I watched and listened to Vince Gill singing “When I Call Your Name” on the Opry House stage with the incomparable Dawn Sears by his side on harmony vocals. I heard the Nitty Gritty Dirt Band singing songs from their first, second and third Will the Circle Be Unbroken albums, along with hits like “Mr. Bojangles” and “Fishing in the Dark.”
I saw Eric Clapton rocking “Layla” at Bridgestone Arena. That’s also where I went to hear Simon & Garfunkel with Phil and Don Everly. When they sang “Bridge Over Troubled Water,” their voices intertwining, Art Garfunkel’s clear tenor soaring, “I’m sailing right behind, like a bridge over troubled water I will ease your mind…” I wept.
After the Ryman Auditorium reopened in the early 1990s, I began attending events there. I saw the King’s Singers, and the Canadian Brass Quintet, and the Harry Connick Orchestra, winter Grand Ole Opry broadcasts, and innumerable Bluegrass Night at the Ryman performances.
I danced the night away at Vanderbilt Stadium when I saw the Rolling Stones for the first time on their 1997 Bridges to Babylon tour. Sheryl Crow opened for them. I didn’t sit down all night. On the shuttle ride back to our car, my friends and I named about 20 hits they hadn’t had time to sing. I saw them again in 2002 at Bridgestone Arena and yet again in 2015 at LP Field.
In July 2012 I attended the Friday Night Opry the night Barry Gibb of the Bee Gees performed there for the first time. It was barely two months after the death of his brother Robin, and Barry was the oldest and the only living brother left. He sang “To Love Somebody,” one of the Bee Gees’ standards and probably their most covered song. Then he began singing “How Can You Mend A Broken Heart,” a song which Robin had traditionally opened on lead vocals. His voice cracked, just the tiniest bit. But he soldiered on, because that’s what professionals do.
In my mid-40s I left Middle Tennessee to go to law school. When I returned, one of the first things I did was go to Ryman Auditorium to see the Brian Setzer Orchestra Christmas Extravaganza, ablaze with its contagious rockabilly cheer. Afterward, as I stood in the shadows and lights of the Batman Building, I felt Nashville welcoming me back home.

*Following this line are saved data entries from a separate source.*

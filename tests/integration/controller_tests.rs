//! End-to-end: serial input → dispatcher → actuators → GPIO.

use std::time::{Duration, Instant};

use trafficlight::adapters::time::MonotonicClock;
use trafficlight::app::controller::Controller;
use trafficlight::config::{ControllerConfig, InvalidTokenPolicy, OperatingMode};
use trafficlight::pins::{BLUE_GPIO, GREEN_GPIO, PAUSE_GPIO, RED_GPIO};

use crate::mock_hw::{RecordingGpio, RecordingSink, ScriptedSource, wait_until};

const WAIT: Duration = Duration::from_secs(5);

struct Rig {
    gpio: RecordingGpio,
    input: ScriptedSource,
    sink: std::sync::Arc<RecordingSink>,
    controller: Controller<RecordingGpio>,
}

fn start(config: ControllerConfig) -> Rig {
    let gpio = RecordingGpio::new();
    let input = ScriptedSource::new();
    let sink = RecordingSink::new();
    let controller = Controller::start(
        config,
        gpio.clone(),
        input.clone(),
        sink.clone(),
        MonotonicClock::new(),
    )
    .unwrap();
    Rig {
        gpio,
        input,
        sink,
        controller,
    }
}

fn sequences_done(rig: &Rig, n: usize) -> bool {
    wait_until(WAIT, || rig.sink.count_prefix("Sequence total duration") >= n)
}

#[test]
fn bring_up_configures_all_three_outputs() {
    let rig = start(ControllerConfig::default());
    assert_eq!(rig.gpio.configured(), vec![RED_GPIO, GREEN_GPIO, BLUE_GPIO]);
    assert!(rig.controller.is_running());
    assert_eq!(rig.controller.mode(), OperatingMode::Sequencer);
}

#[test]
fn red_then_green_never_overlap() {
    let rig = start(ControllerConfig::default());
    rig.input.send("R,200 G,300\n");
    assert!(sequences_done(&rig, 1));

    let red = rig.gpio.high_intervals(RED_GPIO);
    let green = rig.gpio.high_intervals(GREEN_GPIO);
    assert_eq!(red.len(), 1);
    assert_eq!(green.len(), 1);

    let (red_on, red_off) = red[0];
    let (green_on, green_off) = green[0];
    assert!(red_off - red_on >= Duration::from_millis(200));
    assert!(green_off - green_on >= Duration::from_millis(300));
    assert!(red_off <= green_on, "green lit before red went dark");
    assert!(!rig.gpio.ever_overlapped(RED_GPIO, GREEN_GPIO));
    assert_eq!(rig.controller.head().peak_active(), 1);
}

#[test]
fn tokens_execute_left_to_right() {
    let rig = start(ControllerConfig::default());
    rig.input.send("G,20 R,20 Y,20 G,20\n");
    assert!(sequences_done(&rig, 1));

    let order: Vec<String> = rig
        .sink
        .lines()
        .into_iter()
        .filter(|l| l.starts_with("Dispatcher: Color"))
        .collect();
    assert_eq!(
        order,
        vec![
            "Dispatcher: Color G for 20 ms",
            "Dispatcher: Color R for 20 ms",
            "Dispatcher: Color Y for 20 ms",
            "Dispatcher: Color G for 20 ms",
        ]
    );
    assert_eq!(rig.sink.count_prefix("RED task duration:"), 1);
    assert_eq!(rig.sink.count_prefix("YELLOW task duration:"), 1);
    assert_eq!(rig.sink.count_prefix("GREEN task duration:"), 2);
    assert_eq!(rig.controller.head().overlap_count(), 0);
}

#[test]
fn lines_run_in_arrival_order() {
    let rig = start(ControllerConfig::default());
    rig.input.send("R,30\n");
    rig.input.send("G,30\r");
    assert!(sequences_done(&rig, 2));

    let red = rig.gpio.high_intervals(RED_GPIO);
    let green = rig.gpio.high_intervals(GREEN_GPIO);
    assert!(red[0].1 <= green[0].0);
}

#[test]
fn yellow_lights_red_and_green_together() {
    let rig = start(ControllerConfig::default());
    rig.input.send("Y,60\n");
    assert!(sequences_done(&rig, 1));

    let red = rig.gpio.high_intervals(RED_GPIO);
    let green = rig.gpio.high_intervals(GREEN_GPIO);
    assert_eq!(red.len(), 1);
    assert_eq!(green.len(), 1);
    assert!(rig.gpio.ever_overlapped(RED_GPIO, GREEN_GPIO));
    assert!(rig.gpio.high_intervals(BLUE_GPIO).is_empty());
}

#[test]
fn malformed_line_is_dropped_and_pipeline_continues() {
    let rig = start(ControllerConfig::default());
    rig.input.send("R,100 X,5\n");
    rig.input.send("G,abc\n");
    rig.input.send("G,20\n");
    assert!(sequences_done(&rig, 1));

    assert!(rig.gpio.high_intervals(RED_GPIO).is_empty());
    assert_eq!(rig.gpio.high_intervals(GREEN_GPIO).len(), 1);
    assert_eq!(rig.sink.count_prefix("Parse error"), 2);
}

#[test]
fn skip_token_policy_runs_valid_tokens() {
    let rig = start(ControllerConfig {
        invalid_token_policy: InvalidTokenPolicy::SkipToken,
        ..ControllerConfig::default()
    });
    rig.input.send("R,20 Q,10 G,20\n");
    assert!(sequences_done(&rig, 1));

    assert_eq!(rig.gpio.high_intervals(RED_GPIO).len(), 1);
    assert_eq!(rig.gpio.high_intervals(GREEN_GPIO).len(), 1);
    assert_eq!(
        rig.sink.count_prefix("Dispatch error: no actuator for color 'Q'"),
        1
    );
}

#[test]
fn debug_off_emits_nothing() {
    let rig = start(ControllerConfig {
        debug_at_boot: false,
        ..ControllerConfig::default()
    });
    rig.input.send("R,20 G,20\n");

    // No status output to wait on; wait for the lamps instead.
    assert!(wait_until(WAIT, || rig.gpio.high_intervals(GREEN_GPIO).len() == 1
        && !rig.gpio.level(GREEN_GPIO)));
    assert!(wait_until(WAIT, || rig.controller.diagnostics().discarded() >= 5));

    assert!(rig.sink.lines().is_empty());
    assert_eq!(rig.controller.diagnostics().emitted(), 0);
}

#[test]
fn toggle_enables_diagnostics_mid_run() {
    let rig = start(ControllerConfig {
        debug_at_boot: false,
        ..ControllerConfig::default()
    });
    rig.input.send("d");
    assert!(wait_until(WAIT, || rig.controller.debug().is_enabled()));

    rig.input.send("G,10\n");
    assert!(sequences_done(&rig, 1));
    assert_eq!(rig.sink.count_prefix("Dispatcher: Color G for 10 ms"), 1);

    rig.input.send("D");
    assert!(wait_until(WAIT, || !rig.controller.debug().is_enabled()));
}

#[test]
fn time_check_mode_reports_codes() {
    let rig = start(ControllerConfig::time_check());
    rig.input.send("123456\n000000\n12:34:\n99\n");
    assert!(wait_until(WAIT, || rig.sink.lines().len() >= 4));
    assert_eq!(rig.sink.lines(), vec!["45296", "-4", "-6", "-1"]);
    assert!(rig.gpio.high_intervals(RED_GPIO).is_empty());
}

#[test]
fn auto_cycle_steps_and_pauses() {
    let rig = start(ControllerConfig {
        cycle_step_ms: 20,
        ..ControllerConfig::auto_cycle()
    });
    assert!(wait_until(WAIT, || rig.sink.count_prefix("GREEN task duration") >= 1));
    assert_eq!(rig.controller.head().overlap_count(), 0);

    rig.gpio.set_input(PAUSE_GPIO, true);
    // At most the running step and one queued step finish after pausing.
    std::thread::sleep(Duration::from_millis(100));
    let steps = rig.sink.count_prefix("Sequence total duration");
    std::thread::sleep(Duration::from_millis(150));
    assert_eq!(rig.sink.count_prefix("Sequence total duration"), steps);

    rig.gpio.set_input(PAUSE_GPIO, false);
    assert!(wait_until(WAIT, || {
        rig.sink.count_prefix("Sequence total duration") > steps
    }));
}

#[test]
fn shutdown_interrupts_long_command() {
    let mut rig = start(ControllerConfig::default());
    rig.input.send("R,60000\n");
    assert!(wait_until(WAIT, || rig.gpio.level(RED_GPIO)));

    let start = Instant::now();
    rig.controller.shutdown();
    assert!(start.elapsed() < Duration::from_secs(2));
    assert!(!rig.controller.is_running());
    assert!(!rig.gpio.level(RED_GPIO));

    // Idempotent.
    rig.controller.shutdown();
}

Once my sister Anita came to visit me, and I had a chance to share with her firsthand how easy it is to find this magical experience in Nashville. We went down to the world-famous Station Inn on 12th Avenue South to hear the Sidemen. One of their standard numbers was a song written by songwriter Paul Craft called “Keep Me From Blowing Away,” which Anita and I knew from Linda Rondstadt’s 1974 album Heart Like A Wheel.
On this particular night, Paul Craft was in the audience. Terry Eldredge, then one of the lead vocalists for the Sidemen, invited Mr. Craft to the stage to sing the song with them. Anita turned to me and said, “Liz! Liz! The man who wrote ‘Keep Me From Blowing Away’ is on stage, and he’s singing ‘Keep Me From Blowing Away!'”
“Yes,” I smiled. “Yes, he is.”
Clockwise, from top left: 1) Mick Jagger and Keith Richards on the Jumbotron at Nashville’s LP Field in June 2015, performing “Far Away Eyes.” 2) Me with members of the Nitty Gritty Dirt Band – Jeff Hanna, Jimmie Fadden, John McEuen, Bob Carpenter and Jimmy Ibbotson – backstage at the Opry House, 2002. 3) The Brian Setzer Orchestra Christmas Extravaganza 2014, Ryman Auditorium. 4) Me with Barry Gibb backstage at the Friday Night Opry, July 27, 2012. 5) The Del McCoury Band at the 2009 International Bluegrass Music Association awards show at Ryman Auditorium.
Wow! Access to some amazing tunes and some pretty talented old performers!